The Skaggs Institute for Chemical Biology and Department of Chemical Physiology, The Scripps Research Institute, 10550 North Torrey Pines Road, La Jolla, California 92037, USA.
J Am Chem Soc. 2011 Oct 19;133(41):16605-16. doi: 10.1021/ja2066972. Epub 2011 Sep 27.
Glutathione S-transferases (GSTs) are a superfamily of enzymes that conjugate glutathione to a wide variety of both exogenous and endogenous compounds for biotransformation and/or removal. Glutathione S-tranferase omega 1 (GSTO1) is highly expressed in human cancer cells, where it has been suggested to play a role in detoxification of chemotherapeutic agents. Selective inhibitors of GSTO1 are, however, required to test the role that this enzyme plays in cancer and other (patho)physiological processes. With this goal in mind, we performed a fluorescence polarization activity-based protein profiling (fluopol-ABPP) high-throughput screen (HTS) with GSTO1 and the Molecular Libraries Small Molecule Repository (MLSMR) 300K+ compound library. This screen identified a class of selective and irreversible α-chloroacetamide inhibitors of GSTO1, which were optimized to generate an agent KT53 that inactivates GSTO1 with excellent in vitro (IC(50) = 21 nM) and in situ (IC(50) = 35 nM) potency. Cancer cells treated with KT53 show heightened sensitivity to the cytotoxic effects of cisplatin, supporting a role for GSTO1 in chemotherapy resistance.

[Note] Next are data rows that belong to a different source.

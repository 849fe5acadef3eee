//! Processed-message persistence.
//!
//! The central operation is [`upsert`]: keyed on
//! (provider, external account id, provider message id), it makes redelivered
//! jobs converge on a single row instead of duplicating. Classification and
//! summary columns always reflect the latest attempt; the archived and
//! unsubscribed flags are preserved across re-processing.

use chrono::Utc;
use rusqlite::{params, OptionalExtension, Row};

use crate::domain::{
    AccountKey, CategoryId, Classification, MessageKey, ProviderMessageId, TriagedMessage,
};
use crate::storage::database::{Database, Result};

/// Inserts or overwrites the message row for the given upsert key.
pub async fn upsert(db: &Database, message: &TriagedMessage) -> Result<()> {
    let message = message.clone();

    db.with_conn(move |conn| {
        let now = Utc::now().to_rfc3339();
        let classification_json =
            serde_json::to_string(&message.classification).unwrap_or_else(|_| "{}".to_string());

        conn.execute(
            r#"
            INSERT INTO messages (
                provider, external_account_id, provider_message_id,
                thread_id, category_id, subject, from_address, to_address,
                snippet, body_text, summary, classification,
                archived, unsubscribed, created_at, updated_at
            ) VALUES (?1, ?2, ?3, ?4, ?5, ?6, ?7, ?8, ?9, ?10, ?11, ?12, ?13, ?14, ?15, ?15)
            ON CONFLICT(provider, external_account_id, provider_message_id) DO UPDATE SET
                thread_id = excluded.thread_id,
                category_id = excluded.category_id,
                subject = excluded.subject,
                from_address = excluded.from_address,
                to_address = excluded.to_address,
                snippet = excluded.snippet,
                body_text = excluded.body_text,
                summary = excluded.summary,
                classification = excluded.classification,
                updated_at = excluded.updated_at
            "#,
            params![
                message.key.account.provider,
                message.key.account.external_account_id,
                message.key.message_id.0,
                message.thread_id,
                message.classification.category_id.as_ref().map(|c| &c.0),
                message.subject,
                message.from,
                message.to,
                message.snippet,
                message.body_text,
                message.summary,
                classification_json,
                message.archived as i32,
                message.unsubscribed as i32,
                now,
            ],
        )?;
        Ok(())
    })
    .await
}

/// Retrieves a message by its upsert key.
pub async fn get(db: &Database, key: &MessageKey) -> Result<Option<TriagedMessage>> {
    let key = key.clone();

    db.with_conn(move |conn| {
        let mut stmt = conn.prepare(
            r#"
            SELECT provider, external_account_id, provider_message_id,
                   thread_id, category_id, subject, from_address, to_address,
                   snippet, body_text, summary, classification,
                   archived, unsubscribed
            FROM messages
            WHERE provider = ?1 AND external_account_id = ?2 AND provider_message_id = ?3
            "#,
        )?;

        let result = stmt
            .query_row(
                [
                    &key.account.provider,
                    &key.account.external_account_id,
                    &key.message_id.0,
                ],
                row_to_message,
            )
            .optional()?;
        Ok(result)
    })
    .await
}

/// Records the outcome of the remote archive mutation.
pub async fn mark_archived(db: &Database, key: &MessageKey, archived: bool) -> Result<()> {
    set_flag(db, key, "archived", archived).await
}

/// Records the outcome of the unsubscribe pipeline.
pub async fn mark_unsubscribed(db: &Database, key: &MessageKey, unsubscribed: bool) -> Result<()> {
    set_flag(db, key, "unsubscribed", unsubscribed).await
}

async fn set_flag(db: &Database, key: &MessageKey, column: &'static str, value: bool) -> Result<()> {
    let key = key.clone();

    db.with_conn(move |conn| {
        let now = Utc::now().to_rfc3339();
        conn.execute(
            &format!(
                "UPDATE messages SET {column} = ?1, updated_at = ?2
                 WHERE provider = ?3 AND external_account_id = ?4 AND provider_message_id = ?5"
            ),
            params![
                value as i32,
                now,
                key.account.provider,
                key.account.external_account_id,
                key.message_id.0
            ],
        )?;
        Ok(())
    })
    .await
}

/// Counts processed messages for an account.
pub async fn count_for_account(db: &Database, key: &AccountKey) -> Result<u32> {
    let key = key.clone();

    db.with_conn(move |conn| {
        let count: u32 = conn.query_row(
            "SELECT COUNT(*) FROM messages WHERE provider = ?1 AND external_account_id = ?2",
            [&key.provider, &key.external_account_id],
            |row| row.get(0),
        )?;
        Ok(count)
    })
    .await
}

fn row_to_message(row: &Row<'_>) -> std::result::Result<TriagedMessage, rusqlite::Error> {
    let category_column: Option<String> = row.get(4)?;
    let classification_json: String = row.get(11)?;

    let mut classification: Classification = serde_json::from_str(&classification_json)
        .unwrap_or_else(|_| Classification::degraded("unreadable stored classification"));
    // The column is authoritative: category deletion nulls it out while the
    // stored JSON keeps the historical model output.
    classification.category_id = category_column.map(CategoryId);

    Ok(TriagedMessage {
        key: MessageKey {
            account: AccountKey {
                provider: row.get(0)?,
                external_account_id: row.get(1)?,
            },
            message_id: ProviderMessageId(row.get(2)?),
        },
        thread_id: row.get(3)?,
        subject: row.get(5)?,
        from: row.get(6)?,
        to: row.get(7)?,
        snippet: row.get(8)?,
        body_text: row.get(9)?,
        summary: row.get(10)?,
        classification,
        archived: row.get::<_, i32>(12)? != 0,
        unsubscribed: row.get::<_, i32>(13)? != 0,
    })
}

#[cfg(test)]
mod tests {
    use super::*;
    use crate::domain::{LinkedAccount, UserId};
    use crate::storage::queries::{accounts, categories};
    use pretty_assertions::assert_eq;

    async fn seed_account(db: &Database, id: &str) -> AccountKey {
        let key = AccountKey::google(id);
        accounts::insert(
            db,
            &LinkedAccount {
                key: key.clone(),
                user_id: UserId::from("user-1"),
                email_address: format!("{id}@example.com"),
                access_token: "ct".to_string(),
                refresh_token: None,
                history_cursor: Some("1".into()),
                last_polled_at: None,
                needs_reauth: false,
            },
        )
        .await
        .unwrap();
        key
    }

    fn make_message(account: &AccountKey, id: &str, summary: &str) -> TriagedMessage {
        TriagedMessage {
            key: MessageKey::new(account.clone(), ProviderMessageId::from(id)),
            thread_id: Some("t1".to_string()),
            subject: "Your order shipped".to_string(),
            from: "shop@example.com".to_string(),
            to: "person@example.com".to_string(),
            snippet: Some("Your order is on the way".to_string()),
            body_text: "Tracking number inside".to_string(),
            summary: summary.to_string(),
            classification: Classification {
                category_id: None,
                confidence: 0.9,
                reason: "shipping notification".to_string(),
            },
            archived: false,
            unsubscribed: false,
        }
    }

    #[tokio::test]
    async fn upsert_then_get_round_trips() {
        let db = Database::open_in_memory().await.unwrap();
        let account = seed_account(&db, "a1").await;
        let message = make_message(&account, "m1", "first summary");

        upsert(&db, &message).await.unwrap();

        let stored = get(&db, &message.key).await.unwrap().unwrap();
        assert_eq!(stored.subject, "Your order shipped");
        assert_eq!(stored.summary, "first summary");
        assert_eq!(stored.classification.confidence, 0.9);
        assert!(!stored.archived);
    }

    #[tokio::test]
    async fn upsert_same_key_twice_keeps_one_row_with_latest_values() {
        let db = Database::open_in_memory().await.unwrap();
        let account = seed_account(&db, "a1").await;

        upsert(&db, &make_message(&account, "m1", "first summary"))
            .await
            .unwrap();
        upsert(&db, &make_message(&account, "m1", "second summary"))
            .await
            .unwrap();

        assert_eq!(count_for_account(&db, &account).await.unwrap(), 1);
        let stored = get(
            &db,
            &MessageKey::new(account, ProviderMessageId::from("m1")),
        )
        .await
        .unwrap()
        .unwrap();
        assert_eq!(stored.summary, "second summary");
    }

    #[tokio::test]
    async fn upsert_does_not_reset_archived_flag() {
        let db = Database::open_in_memory().await.unwrap();
        let account = seed_account(&db, "a1").await;
        let message = make_message(&account, "m1", "summary");

        upsert(&db, &message).await.unwrap();
        mark_archived(&db, &message.key, true).await.unwrap();

        // Redelivered job writes again with archived = false in the struct.
        upsert(&db, &message).await.unwrap();

        let stored = get(&db, &message.key).await.unwrap().unwrap();
        assert!(stored.archived);
    }

    #[tokio::test]
    async fn category_deletion_nulls_reference_without_deleting_message() {
        let db = Database::open_in_memory().await.unwrap();
        let account = seed_account(&db, "a1").await;

        let category = crate::domain::Category {
            id: CategoryId::from("cat-1"),
            user_id: UserId::from("user-1"),
            name: "Shopping".to_string(),
            description: String::new(),
        };
        categories::insert(&db, &category).await.unwrap();

        let mut message = make_message(&account, "m1", "summary");
        message.classification.category_id = Some(CategoryId::from("cat-1"));
        upsert(&db, &message).await.unwrap();

        categories::delete(&db, &CategoryId::from("cat-1"))
            .await
            .unwrap();

        let stored = get(&db, &message.key).await.unwrap().unwrap();
        assert!(stored.classification.category_id.is_none());
        assert_eq!(stored.summary, "summary");
    }

    #[tokio::test]
    async fn distinct_message_ids_create_distinct_rows() {
        let db = Database::open_in_memory().await.unwrap();
        let account = seed_account(&db, "a1").await;

        upsert(&db, &make_message(&account, "m1", "s1")).await.unwrap();
        upsert(&db, &make_message(&account, "m2", "s2")).await.unwrap();

        assert_eq!(count_for_account(&db, &account).await.unwrap(), 2);
    }
}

谷胱甘肽 S-转移酶(GSTs)是一个超家族的酶,它将谷胱甘肽与各种外源和内源化合物共轭,用于生物转化和/或去除。谷胱甘肽 S-转移酶ω 1(GSTO1)在人类癌细胞中高度表达,有人认为它在化疗药物的解毒中起作用。然而,需要选择性 GSTO1 抑制剂来测试该酶在癌症和其他(病理)生理过程中的作用。考虑到这一目标,我们使用 GSTO1 和分子文库小分子库(MLSMR)300K+化合物库进行了荧光偏振活性基蛋白谱(fluopol-ABPP)高通量筛选(HTS)。该筛选鉴定了一类选择性和不可逆的 GSTO1α-氯乙酰胺抑制剂,对其进行了优化,生成了一种名为 KT53 的化合物,该化合物具有优异的体外(IC50=21 nM)和原位(IC50=35 nM)效力,可使 GSTO1 失活。用 KT53 处理的癌细胞对顺铂的细胞毒性作用更加敏感,支持 GSTO1 在化疗耐药中的作用。